Today, Feb. 21st, 2011, the International Solid-State Circuit Conference started. On this first day, there were two interesting presentations about image sensors :
Bart Dierickx (Caeleste) presented a paper : “Indirect X-ray Photon-Counting Image Sensor with 27 T Pixel and 15 electrons Accurate Threshold”. The paper started with the explanation of direct and indirect detection. In the case of indirect detection the X-ray is absorbed in a scintillator, and is generating a cloud of visible photons which are detected by the underlying imager. In the (test-)chip presented, the pixels are based on a photodiode that is detecting the incoming cloud of scintillator-generated photons. After absorbing the latter, the photodiode generates a pulse corresponding to 100 up to 500 electrons. The in-pixel circuitry creates out of the burst signals of the photodiode a digital pulse train which are counted in the pixel itself. The nice thing about this counter it its implementation as an analog part. This consumes only a very small part of the pixel real estate. Unfortunately this was only a short paper and the presenter could not go into detail about the performance of the analog counter. Would have been interesting to hear something about linearity and other performance parameters.
The paper concluded with measurement results and a look into the future. It clearly showed the ability of detecting single X-ray photons.

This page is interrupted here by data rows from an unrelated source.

//! actix-web helpers around [`Gate`].

use actix_web::{HttpRequest, HttpResponse};
use serde_json::json;

use x402_core::headers;
use x402_core::receipt::Receipt;
use x402_core::response::{response_body, response_headers};
use x402_core::PaymentRequest;

use crate::{Gate, GateDecision, PaidContext};

/// Gate a request, using the request path as the content id.
///
/// Returns the payment context on success, or a ready-to-send 402 response
/// to return directly.
pub fn require_payment(gate: &Gate, req: &HttpRequest) -> Result<PaidContext, HttpResponse> {
    require_payment_for(gate, req, req.path())
}

/// Gate a request for an explicit content id.
pub fn require_payment_for(
    gate: &Gate,
    req: &HttpRequest,
    content_id: &str,
) -> Result<PaidContext, HttpResponse> {
    let decision = gate.check(content_id, |name| {
        req.headers()
            .get(name)
            .and_then(|v| v.to_str().ok())
            .map(String::from)
    });
    match decision {
        GateDecision::Paid(ctx) => Ok(ctx),
        GateDecision::Unpaid(request) => Err(payment_required_response(&request)),
    }
}

/// Build the 402 response: `X-402-*` headers plus the JSON body with the
/// `accepts` array.
pub fn payment_required_response(request: &PaymentRequest) -> HttpResponse {
    let mut builder = HttpResponse::PaymentRequired();
    for (name, value) in response_headers(request) {
        builder.insert_header((name, value));
    }
    match response_body(request) {
        Ok(body) => builder.json(body),
        Err(e) => {
            tracing::error!(error = %e, "failed to assemble 402 body");
            builder.json(json!({"error": "payment required"}))
        }
    }
}

/// `X-PAYMENT-RESPONSE` header to attach to protected 200 responses.
pub fn payment_response_header(receipt: &Receipt) -> (&'static str, String) {
    let value = json!({
        "receiptId": receipt.id,
        "txHash": receipt.tx_hash,
        "amount": receipt.amount,
        "payer": receipt.payer.to_string(),
    });
    (headers::PAYMENT_RESPONSE, value.to_string())
}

Apparently the next focus will be on the shrinkage of the pixels, increase performance, as well as increasing functionality. (Where did I heard this before ?)

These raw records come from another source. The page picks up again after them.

#[cfg(test)]
mod tests {
    use std::sync::{Arc, Mutex as StdMutex};

    use approx::assert_abs_diff_eq;

    use super::*;
    use crate::{
        config::DeviceConfig,
        device::testing::{MockPlug, MockState},
    };

    fn scheduler_config(settle_minutes: u32) -> SchedulerConfig {
        SchedulerConfig {
            eval_window_minutes: 10,
            default_base_load_watt: 200.0,
            settle_minutes,
            re_entry_margin_watt: 10.0,
            margin_decay_watt: 1.0,
        }
    }

    fn plug_config(id: &str, expected_watt: f64) -> PlugConfig {
        PlugConfig {
            id: id.to_owned(),
            expected_consumption_watt: expected_watt,
            consumer_efficiency: 0.5,
            eval_window_minutes: 10,
            enabled: true,
            device: DeviceConfig::Shelly { url: "http://127.0.0.1".to_owned() },
        }
    }

    struct Fixture {
        scheduler: SurplusScheduler,
        mocks: Vec<Arc<StdMutex<MockState>>>,
        start: DateTime<Utc>,
    }

    impl Fixture {
        /// Three loads in priority order A > B > C, claiming 100/50/25 W of surplus.
        fn three_loads(settle_minutes: u32) -> Self {
            let mut scheduler = SurplusScheduler::new(scheduler_config(settle_minutes));
            let mut mocks = Vec::new();
            for (id, watt) in [("a", 200.0), ("b", 100.0), ("c", 50.0)] {
                let (device, mock) = MockPlug::online(watt);
                scheduler.push_load(plug_config(id, watt), Box::new(device));
                mocks.push(mock);
            }
            Self { scheduler, mocks, start: Utc::now() }
        }

        async fn ingest(&self, minute: i64, obtained: f64, produced: Option<f64>) {
            self.scheduler
                .ingest(obtained, produced, Some(self.start + TimeDelta::minutes(minute)))
                .await
                .unwrap();
        }

        fn on_states(&self) -> Vec<bool> {
            self.mocks.iter().map(|mock| mock.lock().unwrap().is_on).collect()
        }
    }

    #[tokio::test]
    async fn loads_switch_in_priority_order() {
        let fixture = Fixture::three_loads(1);

        // Not enough production yet.
        fixture.ingest(0, 200.0, Some(0.0)).await;
        fixture.ingest(1, 100.0, Some(100.0)).await;
        fixture.ingest(2, 0.0, Some(250.0)).await;
        assert_eq!(fixture.on_states(), [false, false, false]);

        // Rising production: on strictly in priority order.
        fixture.ingest(3, 0.0, Some(370.0)).await;
        assert_eq!(fixture.on_states(), [true, false, false]);
        fixture.ingest(4, 0.0, Some(350.0)).await;
        assert_eq!(fixture.on_states(), [true, true, false]);
        fixture.ingest(5, 0.0, Some(410.0)).await;
        assert_eq!(fixture.on_states(), [true, true, true]);

        // Falling production: off in reverse order.
        fixture.ingest(6, 0.0, Some(330.0)).await;
        assert_eq!(fixture.on_states(), [true, true, false]);
        fixture.ingest(7, 0.0, Some(330.0)).await;
        assert_eq!(fixture.on_states(), [true, false, false]);
        fixture.ingest(8, 0.0, Some(250.0)).await;
        assert_eq!(fixture.on_states(), [false, false, false]);
    }

    #[tokio::test]
    async fn freed_watts_are_not_reclaimed_within_the_same_pass() {
        let mut scheduler = SurplusScheduler::new(scheduler_config(1));
        let mut mocks = Vec::new();
        for (id, watt) in [("a", 200.0), ("b", 100.0)] {
            let (device, mock) = MockPlug::online(watt);
            scheduler.push_load(plug_config(id, watt), Box::new(device));
            mocks.push(mock);
        }
        let start = Utc::now();
        let ingest = async |minute: i64, produced: f64| {
            scheduler
                .ingest(0.0, Some(produced), Some(start + TimeDelta::minutes(minute)))
                .await
                .unwrap();
        };

        ingest(0, 0.0).await;
        ingest(1, 320.0).await;
        ingest(2, 500.0).await;
        assert!(mocks[0].lock().unwrap().is_on);
        assert!(mocks[1].lock().unwrap().is_on);

        // The surplus drops to 80 W: A is shed, and its freed 100 W must not
        // bankroll B within the very same pass.
        ingest(3, 60.0).await;
        assert!(!mocks[0].lock().unwrap().is_on);
        assert!(!mocks[1].lock().unwrap().is_on);
        assert_eq!(mocks[0].lock().unwrap().switch_count, 2);
        assert_eq!(mocks[1].lock().unwrap().switch_count, 2);
    }

    #[tokio::test]
    async fn load_that_goes_offline_while_on_stays_on_through_deficit() {
        let fixture = Fixture::three_loads(1);

        fixture.ingest(0, 200.0, Some(0.0)).await;
        fixture.ingest(1, 0.0, Some(600.0)).await;
        assert_eq!(fixture.on_states(), [true, false, false]);

        // A drops off the network while running.
        fixture.mocks[0].lock().unwrap().online = false;

        // A deep deficit sheds the reachable loads, but never forces A off.
        fixture.ingest(2, 0.0, Some(700.0)).await;
        fixture.ingest(3, 400.0, Some(0.0)).await;
        fixture.ingest(4, 400.0, Some(0.0)).await;
        assert!(fixture.mocks[0].lock().unwrap().is_on);
        assert_eq!(fixture.mocks[0].lock().unwrap().switch_count, 1);
        assert!(!fixture.scheduler.load_state("a").unwrap().online);
        assert!(!fixture.mocks[1].lock().unwrap().is_on);
        assert!(!fixture.mocks[2].lock().unwrap().is_on);
    }

    #[tokio::test]
    async fn borderline_reading_does_not_toggle_twice_within_the_settle_window() {
        let mut scheduler = SurplusScheduler::new(scheduler_config(3));
        let (device, mock) = MockPlug::online(200.0);
        scheduler.push_load(plug_config("a", 200.0), Box::new(device));
        let start = Utc::now();
        let ingest = async |minute: i64, produced: f64| {
            scheduler
                .ingest(0.0, Some(produced), Some(start + TimeDelta::minutes(minute)))
                .await
                .unwrap();
        };

        ingest(0, 0.0).await;
        ingest(1, 320.0).await;
        assert!(!mock.lock().unwrap().is_on);
        ingest(2, 400.0).await;
        assert!(mock.lock().unwrap().is_on);
        ingest(3, 340.0).await;
        assert!(mock.lock().unwrap().is_on);

        // A borderline dip turns the load off…
        ingest(4, 250.0).await;
        assert!(!mock.lock().unwrap().is_on);

        // …and recovering readings within the settle window must not flip it back.
        ingest(5, 400.0).await;
        assert!(!mock.lock().unwrap().is_on);
        ingest(6, 380.0).await;
        assert!(!mock.lock().unwrap().is_on);

        // The credit has expired, the surplus is real: back on.
        ingest(7, 400.0).await;
        assert!(mock.lock().unwrap().is_on);
        assert_eq!(mock.lock().unwrap().switch_count, 3);
    }

    #[tokio::test]
    async fn offline_load_is_skipped_but_never_blocks_the_others() {
        let fixture = Fixture::three_loads(1);
        fixture.mocks[0].lock().unwrap().online = false;

        fixture.ingest(0, 200.0, Some(0.0)).await;
        fixture.ingest(1, 0.0, Some(200.0)).await;
        // 70 W of surplus: the offline A neither claims its 100 W nor blocks B.
        fixture.ingest(2, 0.0, Some(340.0)).await;
        assert_eq!(fixture.on_states(), [false, true, false]);
        fixture.ingest(3, 0.0, Some(360.0)).await;
        assert_eq!(fixture.on_states(), [false, true, true]);
        assert_eq!(fixture.mocks[0].lock().unwrap().switch_count, 0);
        assert!(!fixture.scheduler.load_state("a").unwrap().online);
    }

    #[tokio::test]
    async fn disabled_load_is_left_alone() {
        let fixture = Fixture::three_loads(1);
        fixture.scheduler.set_enabled("a", false).unwrap();

        fixture.ingest(0, 0.0, Some(0.0)).await;
        fixture.ingest(1, 0.0, Some(400.0)).await;
        fixture.ingest(2, 0.0, Some(500.0)).await;
        // B and C claim the surplus, the disabled A stays off.
        assert_eq!(fixture.on_states(), [false, true, true]);
    }

    #[tokio::test]
    async fn without_production_the_base_load_acts_as_the_threshold() {
        let mut scheduler = SurplusScheduler::new(scheduler_config(3));
        let (device, mock) = MockPlug::online(200.0);
        scheduler.push_load(plug_config("a", 200.0), Box::new(device));
        let start = Utc::now();

        // Obtained well below the 200 W base load: implicit surplus.
        scheduler.ingest(50.0, None, Some(start)).await.unwrap();
        assert!(mock.lock().unwrap().is_on);

        // Draw above the base load: the surplus is gone.
        scheduler.ingest(150.0, None, Some(start + TimeDelta::minutes(1))).await.unwrap();
        assert!(!mock.lock().unwrap().is_on);

        // The freed-up 100 W stay credited, so the lower draw is no licence to re-enable.
        scheduler.ingest(40.0, None, Some(start + TimeDelta::minutes(2))).await.unwrap();
        assert!(!mock.lock().unwrap().is_on);
    }

    #[tokio::test]
    async fn manual_override_bypasses_the_decision_pass() {
        let fixture = Fixture::three_loads(1);
        assert!(fixture.scheduler.set_on("c", true).await.unwrap());
        assert!(fixture.mocks[2].lock().unwrap().is_on);
        // Repeating the override is a no-op.
        assert!(!fixture.scheduler.set_on("c", true).await.unwrap());
        fixture.scheduler.set_on("nope", true).await.unwrap_err();
    }

    #[tokio::test]
    async fn base_load_reset_follows_the_median_draw() {
        let fixture = Fixture::three_loads(1);

        // Too early: the estimate stays at the configured default.
        fixture.scheduler.reset_base_load();
        assert_abs_diff_eq!(fixture.scheduler.base_load(), 200.0);

        fixture.ingest(0, 310.0, None).await;
        fixture.ingest(1, 290.0, None).await;
        fixture.ingest(2, 300.0, None).await;
        fixture.scheduler.reset_base_load();
        assert_abs_diff_eq!(fixture.scheduler.base_load(), 300.0);
    }

    #[tokio::test]
    async fn stale_meter_sample_is_rejected() {
        let fixture = Fixture::three_loads(1);
        fixture.ingest(1, 100.0, None).await;
        fixture
            .scheduler
            .ingest(100.0, None, Some(fixture.start))
            .await
            .unwrap_err();
    }

    #[test]
    fn loads_are_listed_in_priority_order() {
        let fixture = Fixture::three_loads(1);
        assert_eq!(fixture.scheduler.list_loads(), ["a", "b", "c"]);
    }
}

The second imager paper was delivered by Suat Ay (University of Idaho, ID) : “A 1.32 pW/frame.pixel 1.2 V CMOS Energy-Harvesting and Imaging (EHI) APS Imager”. Quite funny idea in which the imager itself tries to collect the energy that it needs to support its own operation. That captured energy is the incoming light itself. Primary application is an artificial retina.

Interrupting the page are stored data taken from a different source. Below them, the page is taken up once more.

use std::collections::VecDeque;

use chrono::{DateTime, TimeDelta, Utc};
use itertools::Itertools;

/// One provider-draw observation.
#[must_use]
#[derive(Copy, Clone, Debug, PartialEq)]
pub struct Sample {
    pub value: f64,
    pub timestamp: DateTime<Utc>,
}

impl Sample {
    pub const fn new(value: f64, timestamp: DateTime<Utc>) -> Self {
        Self { value, timestamp }
    }
}

/// Time-weighted share of the window spent below a threshold.
#[must_use]
#[derive(Copy, Clone, Debug, PartialEq)]
pub struct Ratio {
    pub threshold: f64,
    pub below_ratio: f64,
}

/// The offered sample does not advance the window's clock.
///
/// The window is left untouched; the caller should drop the sample as stale.
#[derive(Debug, derive_more::Display, derive_more::Error)]
#[display("sample at {offered} is not after the last stored sample at {last}")]
pub struct OrderingError {
    pub last: DateTime<Utc>,
    pub offered: DateTime<Utc>,
}

/// The window does not hold enough samples for the requested statistic.
///
/// The right reaction is to skip the decision for this cycle, not to assume zero.
#[derive(Debug, derive_more::Display, derive_more::Error)]
#[display("{len} sample(s) in the window, at least 2 are required")]
pub struct InsufficientDataError {
    pub len: usize,
}

/// Time-bounded buffer of samples in strictly ascending timestamp order.
///
/// After every mutation the span between the oldest and the newest sample
/// is strictly less than the configured duration.
#[must_use]
pub struct RollingWindow {
    duration: TimeDelta,
    samples: VecDeque<Sample>,
}

impl RollingWindow {
    pub const fn new(duration: TimeDelta) -> Self {
        Self { duration, samples: VecDeque::new() }
    }

    #[must_use]
    pub fn len(&self) -> usize {
        self.samples.len()
    }

    #[must_use]
    pub fn is_empty(&self) -> bool {
        self.samples.is_empty()
    }

    /// Sample at the 0-based index, negative indexes counting from the end.
    ///
    /// # Panics
    ///
    /// Panics when the index is out of range – that is a caller bug.
    pub fn get(&self, index: isize) -> &Sample {
        let index = if index >= 0 {
            index.unsigned_abs()
        } else {
            self.samples
                .len()
                .checked_sub(index.unsigned_abs())
                .expect("the negative index must not reach before the oldest sample")
        };
        &self.samples[index]
    }

    /// Append the sample and trim the buffer back under the window duration.
    ///
    /// # Errors
    ///
    /// Fails when the sample's timestamp is not strictly greater than that of
    /// the last stored sample, leaving the window unchanged.
    pub fn add(&mut self, sample: Sample) -> Result<(), OrderingError> {
        if let Some(last) = self.samples.back()
            && sample.timestamp <= last.timestamp
        {
            return Err(OrderingError { last: last.timestamp, offered: sample.timestamp });
        }
        let newest = sample.timestamp;
        self.samples.push_back(sample);
        while self
            .samples
            .front()
            .is_some_and(|oldest| newest - oldest.timestamp >= self.duration)
        {
            self.samples.pop_front();
        }
        Ok(())
    }

    /// Time-weighted share of the window during which the value stayed below the threshold.
    ///
    /// Every sample after the first contributes the gap to its predecessor,
    /// so a value that persisted over a long gap counts proportionally more.
    ///
    /// # Errors
    ///
    /// Fails with fewer than 2 samples.
    pub fn ratio(&self, threshold: f64) -> Result<Ratio, InsufficientDataError> {
        self.ensure_enough()?;
        let mut below = TimeDelta::zero();
        for (previous, current) in self.samples.iter().tuple_windows() {
            if current.value < threshold {
                below += current.timestamp - previous.timestamp;
            }
        }
        let total = self.span();
        Ok(Ratio { threshold, below_ratio: below.as_seconds_f64() / total.as_seconds_f64() })
    }

    /// Time-weighted mean over the window.
    ///
    /// The first sample only serves as the left edge of the first interval.
    ///
    /// # Errors
    ///
    /// Fails with fewer than 2 samples.
    pub fn mean(&self) -> Result<f64, InsufficientDataError> {
        self.ensure_enough()?;
        let mut weighted_sum = 0.0;
        for (previous, current) in self.samples.iter().tuple_windows() {
            weighted_sum += current.value * (current.timestamp - previous.timestamp).as_seconds_f64();
        }
        Ok(weighted_sum / self.span().as_seconds_f64())
    }

    /// Plain unweighted median over all held sample values.
    ///
    /// # Errors
    ///
    /// Fails with fewer than 2 samples, mirroring the other statistics.
    pub fn median(&self) -> Result<f64, InsufficientDataError> {
        self.ensure_enough()?;
        let sorted: Vec<f64> = self
            .samples
            .iter()
            .map(|sample| sample.value)
            .sorted_by(f64::total_cmp)
            .collect();
        let middle = sorted.len() / 2;
        Ok(if sorted.len() % 2 == 0 {
            f64::midpoint(sorted[middle - 1], sorted[middle])
        } else {
            sorted[middle]
        })
    }

    fn span(&self) -> TimeDelta {
        match (self.samples.front(), self.samples.back()) {
            (Some(oldest), Some(newest)) => newest.timestamp - oldest.timestamp,
            _ => TimeDelta::zero(),
        }
    }

    fn ensure_enough(&self) -> Result<(), InsufficientDataError> {
        let len = self.samples.len();
        if len < 2 { Err(InsufficientDataError { len }) } else { Ok(()) }
    }
}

The pixel used is based on a 3T architecture, with a double photodiode : the first (classical) one is used for the integration of the incoming light information, and the second one is operating in the solar cell mode. In the imaging mode, the solar cell diode is connected in parallel to the first diode to increase the sensitivity. In the design/lay-out, the imager photodiode is a p+/n-well diode, while the energy harvesting diode is an n-well/p-sub diode. So they are optimally stacked in the pixel to allow a maximum fill-factor for both. During the presentation the author showed very nice sheets to illustrate the switching between the two modes of operation : imaging and energy harvesting. Unfortunately these sheets are not published in the conference proceedings.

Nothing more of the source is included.